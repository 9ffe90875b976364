//! Error types for host calls and binding dispatch.

use thiserror::Error;

use crate::id::{EntityId, StorageKind};

/// Errors reported by a [`ScriptBridge`](crate::bridge::ScriptBridge)
/// implementation.
#[derive(Clone, Debug, PartialEq, Eq, Error)]
pub enum BridgeError {
    /// `namespace::method` is not defined in the host's script runtime.
    #[error("cannot resolve script method {namespace}::{method}")]
    UnresolvedMethod {
        /// Namespace the call was addressed to.
        namespace: String,
        /// Method name.
        method: String,
    },
    /// A free script function is not defined.
    #[error("cannot resolve script function {name}")]
    UnresolvedFunction {
        /// Function name.
        name: String,
    },
    /// The object handle does not refer to a live object.
    #[error("object {object} does not exist")]
    UnknownObject {
        /// The stale or invalid handle.
        object: EntityId,
    },
    /// Any other host-side failure.
    #[error("host call failed: {detail}")]
    Host {
        /// Human-readable description from the host.
        detail: String,
    },
}

/// Errors from routing a call through a
/// [`RewindableBinding`](crate::binding::RewindableBinding).
#[derive(Clone, Debug, PartialEq, Eq, Error)]
pub enum BindingError {
    /// No binding is registered under this namespace.
    #[error("no rewindable binding registered for namespace {namespace}")]
    UnknownNamespace {
        /// The namespace that was looked up.
        namespace: String,
    },
    /// The binding stores a different value type than the caller asked for.
    #[error("binding {namespace} stores {found:?}, not {expected:?}")]
    StorageMismatch {
        /// Binding namespace.
        namespace: String,
        /// Storage kind requested by the caller.
        expected: StorageKind,
        /// Storage kind the binding was registered with.
        found: StorageKind,
    },
    /// The underlying script call failed.
    #[error(transparent)]
    Bridge(#[from] BridgeError),
}
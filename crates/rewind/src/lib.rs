//! Rewind: rewind, replay, and ghost playback for marble games.
//!
//! This is the top-level facade crate that re-exports the public API from all
//! rewind sub-crates. For most games, adding `rewind` as a single dependency
//! is sufficient.
//!
//! # Quick start
//!
//! ```rust
//! use rewind::prelude::*;
//!
//! let mut store = RewindManager::new(GameFlavor::Mbp);
//! for (ms, delta) in [(0, 16), (16, 16), (32, 16)] {
//!     store.push_frame(Frame::with_clock(ms, delta));
//! }
//!
//! let newest = store.pop_frame(false).unwrap();
//! assert_eq!(newest.ms, 32);
//! assert_eq!(store.frame_count(), 2);
//! ```
//!
//! # Modules
//!
//! Each module corresponds to a sub-crate. Use them for types not in the prelude:
//!
//! | Module | Sub-crate | Contents |
//! |--------|-----------|----------|
//! | [`types`] | `rewind-core` | Frames, bindings, host traits |
//! | [`replay`] | `rewind-replay` | Replay file reading, writing, and analysis |
//! | [`engine`] | `rewind-engine` | Frame store, interpolation, live sessions |

#![deny(missing_docs)]
#![deny(rustdoc::broken_intra_doc_links)]
#![forbid(unsafe_code)]

/// Frame model, rewindable bindings, and host traits (`rewind-core`).
///
/// A game implements [`types::ScriptBridge`] and [`types::SceneHost`] to
/// expose its script runtime and mission tree.
pub use rewind_core as types;

/// Replay file format (`rewind-replay`).
///
/// Write frame lists with [`replay::ReplayWriter`], read them back with
/// [`replay::ReplayReader`], and summarize files with [`replay::analyze`].
pub use rewind_replay as replay;

/// Frame store and playback (`rewind-engine`).
///
/// [`engine::RewindSession`] is what a game drives each tick;
/// [`engine::RewindManager`] is the frame store underneath it.
pub use rewind_engine as engine;

/// Common imports for typical rewind usage.
///
/// ```rust
/// use rewind::prelude::*;
/// ```
pub mod prelude {
    // Frame model
    pub use rewind_core::{
        BindingStates, CheckpointState, Frame, GameFlavor, MpState, RewindableState,
        TeleportState,
    };

    // Bindings
    pub use rewind_core::{BindingKind, BindingRegistry, RewindableBinding, StorageKind};

    // Host traits
    pub use rewind_core::{EntityId, SceneHost, ScriptBridge};

    // Errors
    pub use rewind_core::{BindingError, BridgeError};
    pub use rewind_engine::{ConfigError, MissionError, RewindError};
    pub use rewind_replay::ReplayError;

    // Replay files
    pub use rewind_replay::{ReplayInfo, ReplayReader, ReplayWriter};

    // Engine
    pub use rewind_engine::{
        PlaybackDirection, RewindConfig, RewindManager, RewindSession, Worker,
    };
}
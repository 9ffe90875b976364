//! Replay decoding.
//!
//! [`ReplayReader`] validates and inflates the container on construction,
//! reads the payload header, and then yields frames one at a time in file
//! order (newest first). Filtering and ordering are left to the caller.

use std::io::Read;
use std::path::Path;

use flate2::read::ZlibDecoder;
use rewind_core::{Frame, GameFlavor};

use crate::error::ReplayError;
use crate::schema::decode_frame;
use crate::stream::MemoryStream;
use crate::{MAX_VERSION, MIN_VERSION, NULL_MISSION};

/// Container and payload header of a replay.
#[derive(Clone, Debug, PartialEq, Eq)]
pub struct ReplayHeader {
    /// Format version byte.
    pub version: u8,
    /// Uncompressed payload size, stored from version 3. Only caps the
    /// inflate; the payload may turn out shorter.
    pub declared_size: Option<u32>,
    /// Payload bytes actually present after inflating.
    pub payload_size: usize,
    /// Frame count as written. Frames with negative deltas are included.
    pub frame_count: i32,
    /// Mission file, or [`NULL_MISSION`] before version 4.
    pub mission: String,
    /// Game tag, stored from version 10.
    pub game: Option<String>,
}

/// Reads frames from an in-memory replay.
pub struct ReplayReader {
    stream: MemoryStream,
    header: ReplayHeader,
    flavor: GameFlavor,
    frames_read: usize,
}

impl ReplayReader {
    /// Read a replay file from disk.
    ///
    /// `legacy_limit` caps the inflated size of files older than version
    /// 3, which do not record it.
    pub fn open(
        path: impl AsRef<Path>,
        flavor: GameFlavor,
        legacy_limit: usize,
    ) -> Result<Self, ReplayError> {
        let bytes = std::fs::read(path)?;
        Self::from_bytes(bytes, flavor, legacy_limit)
    }

    /// Parse a replay held in memory.
    pub fn from_bytes(
        bytes: Vec<u8>,
        flavor: GameFlavor,
        legacy_limit: usize,
    ) -> Result<Self, ReplayError> {
        let mut m = MemoryStream::from_bytes(bytes);
        let version = m.read_u8()?;
        if !(MIN_VERSION..=MAX_VERSION).contains(&version) {
            return Err(ReplayError::UnsupportedVersion { found: version });
        }
        let declared_size = if version >= 3 {
            Some(m.read_u32()?)
        } else {
            None
        };
        if version >= 2 {
            let limit = declared_size.map_or(legacy_limit, |s| s as usize);
            let compressed = &m.as_bytes()[m.tell()..];
            log::debug!(
                "inflating {} byte replay payload (limit {limit})",
                compressed.len()
            );
            m = MemoryStream::from_bytes(inflate(compressed, limit)?);
            if let Some(size) = declared_size {
                if m.len() != size as usize {
                    log::warn!(
                        "replay payload is {} bytes but the header declares {size}",
                        m.len()
                    );
                }
            }
        }
        let payload_size = m.len() - m.tell();

        let frame_count = m.read_i32()?;
        let mission = if version >= 4 {
            m.read_string()?
        } else {
            NULL_MISSION.to_string()
        };
        let game = if version >= 10 {
            Some(m.read_string()?)
        } else {
            None
        };

        Ok(Self {
            stream: m,
            header: ReplayHeader {
                version,
                declared_size,
                payload_size,
                frame_count,
                mission,
                game,
            },
            flavor,
            frames_read: 0,
        })
    }

    /// The parsed header.
    pub fn header(&self) -> &ReplayHeader {
        &self.header
    }

    /// Fail with [`ReplayError::GameMismatch`] if the file names a game
    /// other than `flavor`. Files without a game tag always pass.
    pub fn ensure_game(&self, flavor: GameFlavor) -> Result<(), ReplayError> {
        match &self.header.game {
            Some(found) if found != flavor.tag() => Err(ReplayError::GameMismatch {
                expected: flavor.tag().to_string(),
                found: found.clone(),
                mission: self.header.mission.clone(),
            }),
            _ => Ok(()),
        }
    }

    /// Decode the next frame.
    ///
    /// Returns `Ok(None)` once the header's frame count is reached or the
    /// payload is exhausted, whichever comes first. A frame cut short by
    /// the end of the payload is an error.
    pub fn next_frame(&mut self) -> Result<Option<Frame>, ReplayError> {
        let expected = usize::try_from(self.header.frame_count).unwrap_or(0);
        if self.frames_read >= expected || self.stream.is_exhausted() {
            return Ok(None);
        }
        let frame = decode_frame(&mut self.stream, self.header.version, self.flavor)?;
        self.frames_read += 1;
        Ok(Some(frame))
    }

    /// Number of frames decoded so far.
    pub fn frames_read(&self) -> usize {
        self.frames_read
    }

    /// Convert into a frame iterator.
    pub fn frames(self) -> FrameIter {
        FrameIter {
            reader: self,
            done: false,
        }
    }
}

/// Iterator adapter over replay frames. Stops after the first error.
pub struct FrameIter {
    reader: ReplayReader,
    done: bool,
}

impl Iterator for FrameIter {
    type Item = Result<Frame, ReplayError>;

    fn next(&mut self) -> Option<Self::Item> {
        if self.done {
            return None;
        }
        match self.reader.next_frame() {
            Ok(Some(frame)) => Some(Ok(frame)),
            Ok(None) => {
                self.done = true;
                None
            }
            Err(e) => {
                self.done = true;
                Some(Err(e))
            }
        }
    }
}

fn inflate(compressed: &[u8], limit: usize) -> Result<Vec<u8>, ReplayError> {
    let mut out = Vec::new();
    ZlibDecoder::new(compressed)
        .take(limit as u64)
        .read_to_end(&mut out)
        .map_err(|e| ReplayError::Decompress {
            detail: e.to_string(),
        })?;
    Ok(out)
}

#[cfg(test)]
mod tests {
    use super::*;
    use crate::writer::ReplayWriter;
    use crate::LEGACY_UNCOMPRESSED_LIMIT;

    fn frames(n: i32) -> Vec<Frame> {
        (0..n).map(|i| Frame::with_clock(i * 16, 16)).collect()
    }

    fn encode(flavor: GameFlavor, frames: &[Frame]) -> Vec<u8> {
        ReplayWriter::new(flavor, "level.mis").encode(frames).unwrap()
    }

    // ── Header ──────────────────────────────────────────────────

    #[test]
    fn header_fields() {
        let bytes = encode(GameFlavor::Mbp, &frames(3));
        assert_eq!(bytes[0], 12);
        let r = ReplayReader::from_bytes(bytes, GameFlavor::Mbp, LEGACY_UNCOMPRESSED_LIMIT)
            .unwrap();
        let h = r.header();
        assert_eq!(h.version, 12);
        assert_eq!(h.frame_count, 3);
        assert_eq!(h.mission, "level.mis");
        assert_eq!(h.game.as_deref(), Some("MBP"));
        assert!(h.declared_size.is_some());
    }

    #[test]
    fn game_mismatch_carries_mission() {
        let bytes = encode(GameFlavor::Mbg, &frames(1));
        let r = ReplayReader::from_bytes(bytes, GameFlavor::Mbp, LEGACY_UNCOMPRESSED_LIMIT)
            .unwrap();
        match r.ensure_game(GameFlavor::Mbp) {
            Err(ReplayError::GameMismatch {
                expected,
                found,
                mission,
            }) => {
                assert_eq!(expected, "MBP");
                assert_eq!(found, "MBG");
                assert_eq!(mission, "level.mis");
            }
            other => panic!("expected GameMismatch, got {other:?}"),
        }
    }

    #[test]
    fn declared_size_only_caps_the_payload() {
        let mut bytes = encode(GameFlavor::Mbp, &frames(3));
        let declared = u32::from_le_bytes([bytes[1], bytes[2], bytes[3], bytes[4]]);
        bytes[1..5].copy_from_slice(&(declared + 1000).to_le_bytes());

        let r = ReplayReader::from_bytes(bytes, GameFlavor::Mbp, LEGACY_UNCOMPRESSED_LIMIT)
            .unwrap();
        assert_eq!(r.header().declared_size, Some(declared + 1000));
        assert_eq!(r.header().payload_size, declared as usize);
        assert_eq!(r.frames().count(), 3);
    }

    #[test]
    fn undersized_declaration_truncates_the_payload() {
        let mut bytes = encode(GameFlavor::Mbp, &frames(3));
        let declared = u32::from_le_bytes([bytes[1], bytes[2], bytes[3], bytes[4]]);
        bytes[1..5].copy_from_slice(&(declared - 4).to_le_bytes());

        let r = ReplayReader::from_bytes(bytes, GameFlavor::Mbp, LEGACY_UNCOMPRESSED_LIMIT)
            .unwrap();
        assert_eq!(r.header().payload_size, declared as usize - 4);
        let decoded: Vec<_> = r.frames().collect();
        assert!(decoded.last().unwrap().is_err());
    }

    #[test]
    fn unsupported_versions() {
        for v in [0u8, 13, 200] {
            let err = ReplayReader::from_bytes(vec![v, 0, 0, 0, 0], GameFlavor::Mbp, 64)
                .err()
                .unwrap();
            assert!(matches!(err, ReplayError::UnsupportedVersion { found } if found == v));
        }
    }

    #[test]
    fn empty_file_is_end_of_stream() {
        let err = ReplayReader::from_bytes(Vec::new(), GameFlavor::Mbp, 64)
            .err()
            .unwrap();
        assert!(matches!(err, ReplayError::EndOfStream { .. }));
    }

    #[test]
    fn garbage_payload_fails_to_inflate() {
        let bytes = vec![12, 10, 0, 0, 0, 1, 2, 3, 4, 5];
        let err = ReplayReader::from_bytes(bytes, GameFlavor::Mbp, 64)
            .err()
            .unwrap();
        assert!(matches!(err, ReplayError::Decompress { .. }));
    }

    // ── Frames ──────────────────────────────────────────────────

    #[test]
    fn frames_come_newest_first() {
        let bytes = encode(GameFlavor::Mbg, &frames(4));
        let r = ReplayReader::from_bytes(bytes, GameFlavor::Mbg, LEGACY_UNCOMPRESSED_LIMIT)
            .unwrap();
        let ms: Vec<i32> = r.frames().map(|f| f.unwrap().ms).collect();
        assert_eq!(ms, vec![48, 32, 16, 0]);
    }

    #[test]
    fn stops_at_exhaustion_before_count() {
        let bytes = encode(GameFlavor::Mbg, &frames(2));
        let mut r = ReplayReader::from_bytes(bytes, GameFlavor::Mbg, LEGACY_UNCOMPRESSED_LIMIT)
            .unwrap();
        // The payload holds 2 frames but the header now claims 5.
        r.header.frame_count = 5;
        assert!(r.next_frame().unwrap().is_some());
        assert!(r.next_frame().unwrap().is_some());
        assert!(r.next_frame().unwrap().is_none());
        assert_eq!(r.frames_read(), 2);
    }

    #[test]
    fn truncated_frame_is_an_error() {
        let mut m = MemoryStream::new();
        m.write_u8(1);
        m.write_i32(1);
        m.write_i32(100);
        m.write_i32(16);
        let mut r =
            ReplayReader::from_bytes(m.into_bytes(), GameFlavor::Mbg, 64).unwrap();
        assert!(matches!(
            r.next_frame(),
            Err(ReplayError::EndOfStream { .. })
        ));
    }
}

┄┄┄┄┄┄┄┄┄┄

Return the material exactly as it stands above, but only from its first line to the line containing "call through a", both ends included.

## ANSWER TO THE PROBLEM
repository 9ffe90875b976364
//! Error types for host calls and binding dispatch.

use thiserror::Error;

use crate::id::{EntityId, StorageKind};

/// Errors reported by a [`ScriptBridge`](crate::bridge::ScriptBridge)
/// implementation.
#[derive(Clone, Debug, PartialEq, Eq, Error)]
pub enum BridgeError {
    /// `namespace::method` is not defined in the host's script runtime.
    #[error("cannot resolve script method {namespace}::{method}")]
    UnresolvedMethod {
        /// Namespace the call was addressed to.
        namespace: String,
        /// Method name.
        method: String,
    },
    /// A free script function is not defined.
    #[error("cannot resolve script function {name}")]
    UnresolvedFunction {
        /// Function name.
        name: String,
    },
    /// The object handle does not refer to a live object.
    #[error("object {object} does not exist")]
    UnknownObject {
        /// The stale or invalid handle.
        object: EntityId,
    },
    /// Any other host-side failure.
    #[error("host call failed: {detail}")]
    Host {
        /// Human-readable description from the host.
        detail: String,
    },
}

/// Errors from routing a call through a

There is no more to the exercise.